Provided information Start Marker

// ✅ Validation - raw form values in, yes/no out
// Shared by entry creation and import normalization

use chrono::NaiveDate;

/// Canonical textual date format (`YYYY-MM-DD`)
pub const DATE_FORMAT: &str = "%Y-%m-%d";

/// True iff `s` is shaped `DDDD-DD-DD` AND names a real calendar day.
///
/// Both checks are needed: chrono alone accepts `2024-2-1`, and the shape
/// check alone accepts `2024-13-01`.
pub fn is_valid_date(s: &str) -> bool {
    has_canonical_shape(s) && NaiveDate::parse_from_str(s, DATE_FORMAT).is_ok()
}

fn has_canonical_shape(s: &str) -> bool {
    let bytes = s.as_bytes();
    if bytes.len() != 10 {
        return false;
    }

    bytes.iter().enumerate().all(|(i, b)| match i {
        4 | 7 => *b == b'-',
        _ => b.is_ascii_digit(),
    })
}

/// Parse an hours field: finite and `>= 0`, surrounding whitespace ignored
pub fn parse_hours(s: &str) -> Option<f64> {
    let value: f64 = s.trim().parse().ok()?;
    if value.is_finite() && value >= 0.0 {
        Some(value)
    } else {
        None
    }
}

pub fn is_valid_hours(s: &str) -> bool {
    parse_hours(s).is_some()
}

/// Defensive numeric coercion: anything that is not a finite number counts as zero
pub fn hours_or_zero(hours: f64) -> f64 {
    if hours.is_finite() {
        hours
    } else {
        0.0
    }
}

Provided information End Marker

## Problem to work on
Once more, write all of the records exactly as given.

## Answer section
// ✅ Validation - raw form values in, yes/no out
// Shared by entry creation and import normalization

use chrono::NaiveDate;

/// Canonical textual date format (`YYYY-MM-DD`)
pub const DATE_FORMAT: &str = "%Y-%m-%d";

/// True iff `s` is shaped `DDDD-DD-DD` AND names a real calendar day.
///
/// Both checks are needed: chrono alone accepts `2024-2-1`, and the shape
/// check alone accepts `2024-13-01`.
pub fn is_valid_date(s: &str) -> bool {
    has_canonical_shape(s) && NaiveDate::parse_from_str(s, DATE_FORMAT).is_ok()
}

fn has_canonical_shape(s: &str) -> bool {
    let bytes = s.as_bytes();
    if bytes.len() != 10 {
        return false;
    }

    bytes.iter().enumerate().all(|(i, b)| match i {
        4 | 7 => *b == b'-',
        _ => b.is_ascii_digit(),
    })
}

/// Parse an hours field: finite and `>= 0`, surrounding whitespace ignored
pub fn parse_hours(s: &str) -> Option<f64> {
    let value: f64 = s.trim().parse().ok()?;
    if value.is_finite() && value >= 0.0 {
        Some(value)
    } else {
        None
    }
}

pub fn is_valid_hours(s: &str) -> bool {
    parse_hours(s).is_some()
}

/// Defensive numeric coercion: anything that is not a finite number counts as zero
pub fn hours_or_zero(hours: f64) -> f64 {
    if hours.is_finite() {
        hours
    } else {
        0.0
    }
}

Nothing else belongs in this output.